On Tuesday, San Bernardino County filed a lawsuit against Governor Gavin Newsom in the California Supreme Court over the legality of the statewide stay-at-home order.
The lawsuit, which also names California’s acting public health officer Dr. Erica Pan and the Director of the California Public Health Department Tomas Aragon as defendants in addition to Newsom, says that the stay-at-home orders given by the Governor earlier this month are unconstitutional. Specifically, the County says that the Emergency Services Act is being violated as Newsom created both a new penal code and new laws, neither of which he can legally do under the Act.
The County also argues that counties should have the right to create health orders due to every county being different in terms of population and density, not the Governor or state officials. Other possible violations, including Newsom breaking state procedural rules by not filing changes with the Secretary of State, were also mentioned in the lawsuit.

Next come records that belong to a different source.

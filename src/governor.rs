//! Admission control: slots, a priority queue, and per-client rate budgets.
//!
//! The governor owns three gates, checked in order: a fixed-window request
//! budget per client, a counted set of execution slots, and a bounded
//! priority queue for requests that must wait. Higher priority wins; ties go
//! to the earlier arrival. Slots are released through an RAII permit, so a
//! request that acquired one releases it exactly once no matter how it ends.

use std::collections::HashSet;
use std::sync::Arc;
use std::time::Duration;

use dashmap::DashMap;
use parking_lot::Mutex;
use serde::Serialize;
use tokio::sync::oneshot;
use tokio::time::Instant;

use crate::config::ConcurrencyConfig;
use crate::error::{DispatchError, Result};

/// One queued admission request.
#[derive(Clone, Debug)]
pub struct QueueTicket {
    pub artifact_id: String,
    pub client_id: String,
    pub priority: i32,
    enqueued_seq: u64,
}

struct Waiter {
    ticket: QueueTicket,
    admit: oneshot::Sender<()>,
}

struct QueueState {
    active: HashSet<String>,
    queue: Vec<Waiter>,
    seq: u64,
}

struct ClientBucket {
    used: u32,
    window_start: Instant,
}

struct Shared {
    cfg: ConcurrencyConfig,
    state: Mutex<QueueState>,
    buckets: DashMap<String, ClientBucket>,
}

/// Utilization figures for the health snapshot.
#[derive(Clone, Copy, Debug, Serialize)]
pub struct GovernorUtilization {
    pub active: usize,
    pub max_concurrent: usize,
    pub queued: usize,
    pub queue_limit: usize,
}

/// Held for the lifetime of an admitted request; dropping it frees the slot
/// and wakes the best waiter.
pub struct SlotPermit {
    shared: Arc<Shared>,
    artifact_id: String,
    waited: Duration,
}

impl std::fmt::Debug for SlotPermit {
    fn fmt(&self, f: &mut std::fmt::Formatter<'_>) -> std::fmt::Result {
        f.debug_struct("SlotPermit")
            .field("artifact_id", &self.artifact_id)
            .field("waited", &self.waited)
            .finish()
    }
}

impl SlotPermit {
    /// How long this request queued before admission. Zero for immediate entry.
    pub fn waited(&self) -> Duration {
        self.waited
    }
}

impl Drop for SlotPermit {
    fn drop(&mut self) {
        self.shared.release(&self.artifact_id);
    }
}

#[derive(Clone)]
pub struct ConcurrencyGovernor {
    shared: Arc<Shared>,
}

impl ConcurrencyGovernor {
    pub fn new(cfg: ConcurrencyConfig) -> Self {
        Self {
            shared: Arc::new(Shared {
                cfg,
                state: Mutex::new(QueueState {
                    active: HashSet::new(),
                    queue: Vec::new(),
                    seq: 0,
                }),
                buckets: DashMap::new(),
            }),
        }
    }

    /// Admits a request or queues it until a slot frees up.
    ///
    /// Rejections, in check order: [`DispatchError::RateLimited`] when the
    /// client's window budget is spent, [`DispatchError::QueueFull`] when
    /// the wait queue is at its limit, [`DispatchError::QueueTimeout`] when
    /// `wait_timeout` elapses before admission.
    pub async fn acquire(
        &self,
        artifact_id: &str,
        client_id: &str,
        priority: i32,
        wait_timeout: Duration,
    ) -> Result<SlotPermit> {
        self.shared.check_rate(client_id)?;

        let rx = {
            let mut state = self.shared.state.lock();
            if state.active.len() < self.shared.cfg.max_concurrent {
                state.active.insert(artifact_id.to_string());
                return Ok(self.permit(artifact_id, Duration::ZERO));
            }
            if state.queue.len() >= self.shared.cfg.queue_limit {
                return Err(DispatchError::QueueFull { limit: self.shared.cfg.queue_limit });
            }
            let (tx, rx) = oneshot::channel();
            state.seq += 1;
            let seq = state.seq;
            state.queue.push(Waiter {
                ticket: QueueTicket {
                    artifact_id: artifact_id.to_string(),
                    client_id: client_id.to_string(),
                    priority,
                    enqueued_seq: seq,
                },
                admit: tx,
            });
            debug_assert!(
                state.active.len() + state.queue.len()
                    <= self.shared.cfg.max_concurrent + self.shared.cfg.queue_limit
            );
            rx
        };

        let started = Instant::now();
        match tokio::time::timeout(wait_timeout, rx).await {
            Ok(Ok(())) => Ok(self.permit(artifact_id, started.elapsed())),
            Ok(Err(_)) => Err(DispatchError::Internal(
                "admission queue dropped a parked waiter".into(),
            )),
            Err(_) => {
                let still_queued = {
                    let mut state = self.shared.state.lock();
                    match state
                        .queue
                        .iter()
                        .position(|w| w.ticket.artifact_id == artifact_id)
                    {
                        Some(pos) => {
                            state.queue.swap_remove(pos);
                            true
                        }
                        None => false,
                    }
                };
                if !still_queued {
                    // Admitted in the same instant the deadline fired; the
                    // slot is ours and must go back.
                    self.shared.release(artifact_id);
                }
                Err(DispatchError::QueueTimeout)
            }
        }
    }

    /// Frees the slot held for `artifact_id` and wakes the best waiter.
    /// Releasing an id that holds no slot is a no-op (and logged).
    pub fn release(&self, artifact_id: &str) {
        self.shared.release(artifact_id);
    }

    pub fn utilization(&self) -> GovernorUtilization {
        let state = self.shared.state.lock();
        GovernorUtilization {
            active: state.active.len(),
            max_concurrent: self.shared.cfg.max_concurrent,
            queued: state.queue.len(),
            queue_limit: self.shared.cfg.queue_limit,
        }
    }

    /// Drops client buckets idle for more than two rate windows.
    pub fn sweep_idle_buckets(&self) {
        let window = Duration::from_millis(self.shared.cfg.rate_window_ms);
        let now = Instant::now();
        self.shared
            .buckets
            .retain(|_, b| now.duration_since(b.window_start) < window * 2);
    }

    fn permit(&self, artifact_id: &str, waited: Duration) -> SlotPermit {
        SlotPermit {
            shared: self.shared.clone(),
            artifact_id: artifact_id.to_string(),
            waited,
        }
    }
}

impl Shared {
    fn check_rate(&self, client_id: &str) -> Result<()> {
        let window = Duration::from_millis(self.cfg.rate_window_ms);
        let now = Instant::now();
        let mut bucket = self
            .buckets
            .entry(client_id.to_string())
            .or_insert_with(|| ClientBucket { used: 0, window_start: now });
        if now.duration_since(bucket.window_start) >= window {
            bucket.used = 0;
            bucket.window_start = now;
        }
        if bucket.used >= self.cfg.rate_max {
            return Err(DispatchError::RateLimited { client: client_id.to_string() });
        }
        bucket.used += 1;
        Ok(())
    }

    fn release(&self, artifact_id: &str) {
        let mut state = self.state.lock();
        if !state.active.remove(artifact_id) {
            tracing::warn!(artifact_id, "release without a held slot, ignoring");
            return;
        }
        self.process_queue(&mut state);
    }

    /// Wakes waiters into free slots, best ticket first: highest priority,
    /// then earliest arrival within the class.
    fn process_queue(&self, state: &mut QueueState) {
        while state.active.len() < self.cfg.max_concurrent && !state.queue.is_empty() {
            let best = state
                .queue
                .iter()
                .enumerate()
                .max_by(|(_, a), (_, b)| {
                    a.ticket
                        .priority
                        .cmp(&b.ticket.priority)
                        .then(b.ticket.enqueued_seq.cmp(&a.ticket.enqueued_seq))
                })
                .map(|(i, _)| i);
            let Some(idx) = best else { return };
            let waiter = state.queue.remove(idx);
            let id = waiter.ticket.artifact_id.clone();
            state.active.insert(id.clone());
            if waiter.admit.send(()).is_err() {
                // Waiter gave up between parking and wakeup.
                state.active.remove(&id);
            }
        }
    }
}

#[cfg(test)]
mod tests {
    use super::*;

    fn governor(max: usize, queue: usize) -> ConcurrencyGovernor {
        ConcurrencyGovernor::new(ConcurrencyConfig {
            max_concurrent: max,
            queue_limit: queue,
            rate_max: 1_000,
            ..ConcurrencyConfig::default()
        })
    }

    #[tokio::test]
    async fn immediate_admission_below_capacity() {
        let g = governor(2, 10);
        let a = g.acquire("a", "c1", 0, Duration::from_secs(1)).await.unwrap();
        let b = g.acquire("b", "c1", 0, Duration::from_secs(1)).await.unwrap();
        assert_eq!(a.waited(), Duration::ZERO);
        assert_eq!(g.utilization().active, 2);
        drop(a);
        drop(b);
        assert_eq!(g.utilization().active, 0);
    }

    #[tokio::test]
    async fn queue_full_rejects_immediately() {
        let g = governor(1, 0);
        let _held = g.acquire("a", "c1", 0, Duration::from_secs(1)).await.unwrap();
        let err = g
            .acquire("b", "c1", 0, Duration::from_secs(1))
            .await
            .unwrap_err();
        assert!(matches!(err, DispatchError::QueueFull { limit: 0 }));
    }

    #[tokio::test(start_paused = true)]
    async fn queue_timeout_removes_waiter() {
        let g = governor(1, 5);
        let _held = g.acquire("a", "c1", 0, Duration::from_secs(5)).await.unwrap();
        let err = g
            .acquire("b", "c1", 0, Duration::from_millis(100))
            .await
            .unwrap_err();
        assert!(matches!(err, DispatchError::QueueTimeout));
        assert_eq!(g.utilization().queued, 0);
    }

    #[tokio::test]
    async fn waiter_admitted_on_release_by_priority() {
        let g = governor(1, 5);
        let held = g.acquire("a", "c1", 0, Duration::from_secs(5)).await.unwrap();

        let g_low = g.clone();
        let low = tokio::spawn(async move {
            g_low.acquire("low", "c1", 1, Duration::from_secs(5)).await
        });
        let g_high = g.clone();
        let high = tokio::spawn(async move {
            g_high.acquire("high", "c1", 9, Duration::from_secs(5)).await
        });

        // both parked
        while g.utilization().queued < 2 {
            tokio::task::yield_now().await;
        }
        drop(held);

        let winner = high.await.unwrap().unwrap();
        assert!(winner.waited() >= Duration::ZERO);
        // low is still parked until the winner releases
        assert_eq!(g.utilization().queued, 1);
        drop(winner);
        low.await.unwrap().unwrap();
    }

    #[tokio::test]
    async fn fifo_within_a_priority_class() {
        let g = governor(1, 5);
        let held = g.acquire("a", "c1", 0, Duration::from_secs(5)).await.unwrap();

        let g1 = g.clone();
        let first = tokio::spawn(async move {
            let p = g1.acquire("first", "c1", 3, Duration::from_secs(5)).await;
            (Instant::now(), p)
        });
        while g.utilization().queued < 1 {
            tokio::task::yield_now().await;
        }
        let g2 = g.clone();
        let second = tokio::spawn(async move {
            let p = g2.acquire("second", "c1", 3, Duration::from_secs(5)).await;
            (Instant::now(), p)
        });
        while g.utilization().queued < 2 {
            tokio::task::yield_now().await;
        }

        drop(held);
        let (t_first, p_first) = first.await.unwrap();
        drop(p_first.unwrap());
        let (t_second, p_second) = second.await.unwrap();
        p_second.unwrap();
        assert!(t_first <= t_second);
    }

    #[tokio::test]
    async fn rate_budget_per_client_window() {
        let g = ConcurrencyGovernor::new(ConcurrencyConfig {
            max_concurrent: 10,
            queue_limit: 10,
            rate_max: 2,
            rate_window_ms: 60_000,
            ..ConcurrencyConfig::default()
        });
        let _a = g.acquire("a", "c1", 0, Duration::from_secs(1)).await.unwrap();
        let _b = g.acquire("b", "c1", 0, Duration::from_secs(1)).await.unwrap();
        let err = g
            .acquire("c", "c1", 0, Duration::from_secs(1))
            .await
            .unwrap_err();
        assert!(matches!(err, DispatchError::RateLimited { .. }));

        // a different client has its own budget
        g.acquire("d", "c2", 0, Duration::from_secs(1)).await.unwrap();
    }

    #[tokio::test(start_paused = true)]
    async fn rate_window_resets() {
        let g = ConcurrencyGovernor::new(ConcurrencyConfig {
            max_concurrent: 10,
            queue_limit: 10,
            rate_max: 1,
            rate_window_ms: 1_000,
            ..ConcurrencyConfig::default()
        });
        let _a = g.acquire("a", "c1", 0, Duration::from_secs(1)).await.unwrap();
        assert!(g.acquire("b", "c1", 0, Duration::from_secs(1)).await.is_err());

        tokio::time::advance(Duration::from_millis(1_001)).await;
        g.acquire("c", "c1", 0, Duration::from_secs(1)).await.unwrap();
    }

    #[tokio::test]
    async fn release_without_slot_is_noop() {
        let g = governor(1, 1);
        g.release("ghost");
        assert_eq!(g.utilization().active, 0);
    }
}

“Returning this power to local authority rather than leaving it in the hands of the respondents that are 400 miles away is critical to combating this pandemic,” the lawsuit says. “The Respondents subjectively decided that these services were secondary to the enforcement of their Stay-At-Home laws, requiring the SBPH (San Bernardino Public Health) to enforce Respondents’ legislative acts instead of allowing SBPH to provide important services to County residents.”
The lawsuit goes on to say that the San Bernardino County Sheriff’s Department has spent 117,281.5 regular hours and 24,356.5 overtime hours on COVID-19 related incidents across the County, time which could have been used for more pressing needs.
County officials have argued that the lockdown comes with no legal authority, and that enforcement, such as wearing masks at home where the spread is greatest is impossible. They also argue that it then carries over and disproportionately hurts businesses.
“We feel that we in local government have a better feel for what would work in our communities,” said San Bernardino County Board of Supervisors Chairman Curt Hagman on Tuesday. “When you say people can’t go to restaurants, stores, churches, you’re basically forcing people indoors.”
Analysts have noted that while the lockdown has been put into place to stop the spread of COVID-19, it has come at a great cost to small businesses, unemployment figures, and the economy. And if the detrimental effects are worked in during the case as side effects of a unconstitutional law, it may help their case.
“Passing laws unconstitutionally or illegally is one thing, but when those laws also cause mass unemployment and hurts countless businesses, then you can’t really argue that no harm was done,” rural community economic analyst Lindsay Walsh explained to the Globe. “California’s stay-at-home orders are in place to save lives, but the figures, economically, are just as brutal on the other. And the lawsuit even points out the sheer high number of man hours from law enforcement alone. It’s an important part to press when arguing against the lockdown. Not only were the orders against the law, they ended up putting the County in a worse position than before.”
County Flexibility, State worry over COVID-19 rates
SB County Supervisor Dawn Rowe also pointed out that the County wants, at least, more flexibility over how to handle shutdowns, arguing that more rural communities don’t need the same type of lockdowns as bigger cities and more populated areas do.
“We wanted the flexibility to implement his rules on a region-by-region basis because I’m a strong proponent of local control,” Rowe said on Tuesday.
While Governor Newsom’s office has yet to respond to the lawsuit, other Californian officials have remained adamant that halting all gatherings except for protests and religious gatherings, as well as shutting down many businesses and reducing the capacity at essential businesses, is the way to go to halt the spread of COVID-19. The current stay-at-home order was enacted, according to the Governor, to stop the spread, especially regarding the declining number of available ICU beds in hospitals.
‘We are at a tipping point in our fight against the virus and we need to take decisive action now to prevent California’s hospital system from being overwhelmed in the coming weeks,” said Governor Newsom at the beginning of the month. “By invoking a Stay at Home Order for regions where ICU capacity falls below 15 percent, we can flatten the curve as we’ve done before and reduce stress on our health care system. I’m clear-eyed that this is hard on all of us — especially our small businesses who are struggling to get by. That’s why we leaned in to help our small business owners with new grants and tax relief to help us get through this month. If we stay home as much as possible, and wear masks when we have to go to the doctor, shop for groceries or go for a hike, California can come out of this in a way that saves lives and puts us on a path toward economic recovery.”
However, SB County officials noted that while COVID-19 was still very serious, the surge had little to do with business factors such as stopping outdoor dining.
“Our beds are full at the hospital right now,” added Hagman on Tuesday. “This is a dangerous time right now. It’s related to things we’re doing in our homes, with our family and our friends, not related to outdoor dining. Those are punitive measures that we want to stop.”
The County is asking for a court decision by December 28th, the day the stay-at-home order is set to expire. A decision is expected in the coming weeks.